◆ **Task**
Find the word "binding" in the records below. List each line containing it.
[Supplied data]
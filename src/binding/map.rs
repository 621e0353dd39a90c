//! Map binding: every parameter name to its first value.

use std::fmt;

use crate::binding::fields::FieldSet;

/// Single-valued view of the request parameters, in arrival order.
///
/// Repeated names keep only their first value. Use [`FieldSet::all`] when
/// every value of a repeated name is needed.
#[derive(Debug, Clone, Default, PartialEq, Eq)]
pub struct ParamMap {
    entries: Vec<(String, String)>,
}

impl ParamMap {
    pub fn get(&self, name: &str) -> Option<&str> {
        self.entries
            .iter()
            .find(|(n, _)| n == name)
            .map(|(_, v)| v.as_str())
    }

    pub fn contains_key(&self, name: &str) -> bool {
        self.get(name).is_some()
    }

    pub fn len(&self) -> usize {
        self.entries.len()
    }

    pub fn is_empty(&self) -> bool {
        self.entries.is_empty()
    }

    pub fn iter(&self) -> impl Iterator<Item = (&str, &str)> {
        self.entries.iter().map(|(n, v)| (n.as_str(), v.as_str()))
    }
}

impl fmt::Display for ParamMap {
    fn fmt(&self, f: &mut fmt::Formatter<'_>) -> fmt::Result {
        write!(f, "{{")?;
        for (i, (name, value)) in self.entries.iter().enumerate() {
            if i > 0 {
                write!(f, ", ")?;
            }
            write!(f, "{}={}", name, value)?;
        }
        write!(f, "}}")
    }
}

/// Collapse the field set into a name -> first value map.
pub fn bind_map(fields: &FieldSet) -> ParamMap {
    let entries = fields
        .iter()
        .filter_map(|(name, values)| values.first().map(|v| (name.to_string(), v.clone())))
        .collect();
    ParamMap { entries }
}
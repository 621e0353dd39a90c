//! Records bound from request parameters.

pub mod hello;

pub use hello::HelloData;
//! Record binding.
//!
//! # Responsibilities
//! - Describe a record's fields statically (`FieldSpec`)
//! - Bind each declared field with the scalar rules
//! - Hand the bound values to the record constructor
//!
//! # Design Decisions
//! - Schema-driven, no reflection: a record lists its fields once
//! - Unknown request fields are ignored
//! - Fields bind in declaration order; the first error aborts the record

use crate::binding::error::{BindError, BindResult, RegistrationError};
use crate::binding::fields::FieldSet;
use crate::binding::scalar::{FromParam, ScalarParam};

/// Declared type of a record field.
#[derive(Debug, Clone, Copy, PartialEq, Eq)]
pub enum FieldKind {
    Text,
    Int32,
    Int64,
    Bool,
}

/// Static description of one record field.
#[derive(Debug, Clone, Copy, PartialEq, Eq)]
pub struct FieldSpec {
    pub name: &'static str,
    pub kind: FieldKind,
    pub required: bool,
    pub default: Option<&'static str>,
}

impl FieldSpec {
    pub const fn required(name: &'static str, kind: FieldKind) -> Self {
        Self { name, kind, required: true, default: None }
    }

    /// Absent binds [`BoundValue::Absent`]; read it back as an `Option`.
    pub const fn optional(name: &'static str, kind: FieldKind) -> Self {
        Self { name, kind, required: false, default: None }
    }

    pub const fn with_default(name: &'static str, kind: FieldKind, default: &'static str) -> Self {
        Self { name, kind, required: false, default: Some(default) }
    }
}

/// A value produced by binding one field.
#[derive(Debug, Clone, PartialEq, Eq)]
pub enum BoundValue {
    Text(String),
    Int32(i32),
    Int64(i64),
    Bool(bool),
    Absent,
}

/// Conversion from a bound value back into a typed record field.
pub trait FromBound: Sized {
    fn from_bound(value: BoundValue) -> Option<Self>;
}

impl FromBound for String {
    fn from_bound(value: BoundValue) -> Option<Self> {
        match value {
            BoundValue::Text(v) => Some(v),
            _ => None,
        }
    }
}

impl FromBound for i32 {
    fn from_bound(value: BoundValue) -> Option<Self> {
        match value {
            BoundValue::Int32(v) => Some(v),
            _ => None,
        }
    }
}

impl FromBound for i64 {
    fn from_bound(value: BoundValue) -> Option<Self> {
        match value {
            BoundValue::Int64(v) => Some(v),
            BoundValue::Int32(v) => Some(v.into()),
            _ => None,
        }
    }
}

impl FromBound for bool {
    fn from_bound(value: BoundValue) -> Option<Self> {
        match value {
            BoundValue::Bool(v) => Some(v),
            _ => None,
        }
    }
}

impl<T: FromBound> FromBound for Option<T> {
    fn from_bound(value: BoundValue) -> Option<Self> {
        match value {
            BoundValue::Absent => Some(None),
            v => T::from_bound(v).map(Some),
        }
    }
}

/// Bound values of a record, keyed by field name.
#[derive(Debug, Default)]
pub struct BoundRecord {
    values: Vec<(&'static str, BoundValue)>,
}

impl BoundRecord {
    /// Take the value bound for `name`.
    ///
    /// A field that was never bound, or whose kind does not match `T`,
    /// reads as missing. [`validate_schema`] rejects such records before
    /// serving, so at request time this only reports absent client input.
    pub fn take<T: FromBound>(&mut self, name: &str) -> BindResult<T> {
        let value = self
            .values
            .iter_mut()
            .find(|(n, _)| *n == name)
            .map(|(_, v)| std::mem::replace(v, BoundValue::Absent))
            .unwrap_or(BoundValue::Absent);
        T::from_bound(value).ok_or_else(|| BindError::missing(name))
    }

    pub fn len(&self) -> usize {
        self.values.len()
    }

    pub fn is_empty(&self) -> bool {
        self.values.is_empty()
    }
}

/// A structured value bound from request fields.
pub trait Record: Sized {
    /// Record name used in diagnostics.
    const NAME: &'static str;

    /// Declared fields, in binding order.
    fn schema() -> &'static [FieldSpec];

    /// Assemble the record from its bound fields.
    fn from_bound(values: BoundRecord) -> BindResult<Self>;
}

/// Bind every field `R` declares, then build `R`.
pub fn bind_record<R: Record>(fields: &FieldSet) -> BindResult<R> {
    let mut bound = BoundRecord::default();
    for spec in R::schema() {
        let value = bind_field(fields, spec)?;
        bound.values.push((spec.name, value));
    }
    R::from_bound(bound)
}

/// Check a record schema before serving.
///
/// Names must be unique and defaults must parse. The record is then
/// assembled twice from sample values, once with every field present and
/// once with optional fields absent, so a `take` that disagrees with the
/// declared kind fails here instead of on every request.
pub fn validate_schema<R: Record>() -> Result<(), RegistrationError> {
    let schema = R::schema();
    for (i, spec) in schema.iter().enumerate() {
        if schema[..i].iter().any(|other| other.name == spec.name) {
            return Err(RegistrationError::DuplicateField {
                record: R::NAME,
                name: spec.name,
            });
        }
        if let Some(default) = spec.default {
            match spec.kind {
                FieldKind::Text => check_default::<String>(spec.name, default)?,
                FieldKind::Int32 => check_default::<i32>(spec.name, default)?,
                FieldKind::Int64 => check_default::<i64>(spec.name, default)?,
                FieldKind::Bool => check_default::<bool>(spec.name, default)?,
            }
        }
    }

    for absent_optionals in [false, true] {
        let sample = sample_record(schema, absent_optionals);
        if let Err(e) = R::from_bound(sample) {
            return Err(RegistrationError::FieldMismatch {
                record: R::NAME,
                name: e.parameter().to_string(),
            });
        }
    }
    Ok(())
}

fn sample_record(schema: &'static [FieldSpec], absent_optionals: bool) -> BoundRecord {
    let values = schema
        .iter()
        .map(|spec| {
            let value = if absent_optionals && !spec.required && spec.default.is_none() {
                BoundValue::Absent
            } else {
                match spec.kind {
                    FieldKind::Text => BoundValue::Text(String::new()),
                    FieldKind::Int32 => BoundValue::Int32(0),
                    FieldKind::Int64 => BoundValue::Int64(0),
                    FieldKind::Bool => BoundValue::Bool(false),
                }
            };
            (spec.name, value)
        })
        .collect();
    BoundRecord { values }
}

fn check_default<T: FromParam>(name: &str, default: &str) -> Result<(), RegistrationError> {
    ScalarParam::<T>::with_default(name, default).map(|_| ())
}

fn bind_field(fields: &FieldSet, spec: &FieldSpec) -> BindResult<BoundValue> {
    match spec.kind {
        FieldKind::Text => bind_as::<String>(fields, spec, BoundValue::Text),
        FieldKind::Int32 => bind_as::<i32>(fields, spec, BoundValue::Int32),
        FieldKind::Int64 => bind_as::<i64>(fields, spec, BoundValue::Int64),
        FieldKind::Bool => bind_as::<bool>(fields, spec, BoundValue::Bool),
    }
}

fn bind_as<T: FromParam>(
    fields: &FieldSet,
    spec: &FieldSpec,
    wrap: fn(T) -> BoundValue,
) -> BindResult<BoundValue> {
    if !spec.required && spec.default.is_none() {
        let value = ScalarParam::<Option<T>>::optional(spec.name).bind(fields)?;
        return Ok(value.map(wrap).unwrap_or(BoundValue::Absent));
    }
    let rule = ScalarParam::<T>::from_parts(spec.name, spec.required, spec.default.map(str::to_string));
    rule.bind(fields).map(wrap)
}
//! Lifecycle management subsystem.
//!
//! # Data Flow
//! ```text
//! Startup (startup.rs):
//!     Config → Build rules & router → Bind listener → Serve
//!
//! Shutdown (shutdown.rs):
//!     Signal received → broadcast → server stops accepting → drain → exit
//!
//! Signals (signals.rs):
//!     SIGTERM/SIGINT → Trigger graceful shutdown
//! ```
//!
//! # Design Decisions
//! - Fail fast: any startup error is fatal, including invalid binding rules
//! - Listener binds last (traffic only when ready)

pub mod shutdown;
pub mod signals;
pub mod startup;

pub use shutdown::Shutdown;
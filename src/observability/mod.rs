//! Observability subsystem.
//!
//! # Data Flow
//! ```text
//! Handlers and middleware produce:
//!     → logging.rs (structured log events via tracing)
//!     → metrics.rs (binding outcome counters)
//!
//! Consumers:
//!     → stdout (text or JSON lines)
//!     → Metrics endpoint (Prometheus scrape)
//! ```
//!
//! # Design Decisions
//! - Structured logging for machine parsing
//! - Request ID flows through every request span
//! - Metrics exporter is optional, disabled by default

pub mod logging;
pub mod metrics;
[/Supplied data]
◆ **Output for this task**
filename src/binding/map.rs
//! Map binding: every parameter name to its first value.
use crate::binding::fields::FieldSet;
//! Record binding.
use crate::binding::error::{BindError, BindResult, RegistrationError};
use crate::binding::fields::FieldSet;
use crate::binding::scalar::{FromParam, ScalarParam};
/// A value produced by binding one field.
    /// Declared fields, in binding order.
//! - Fail fast: any startup error is fatal, including invalid binding rules
//!     → metrics.rs (binding outcome counters)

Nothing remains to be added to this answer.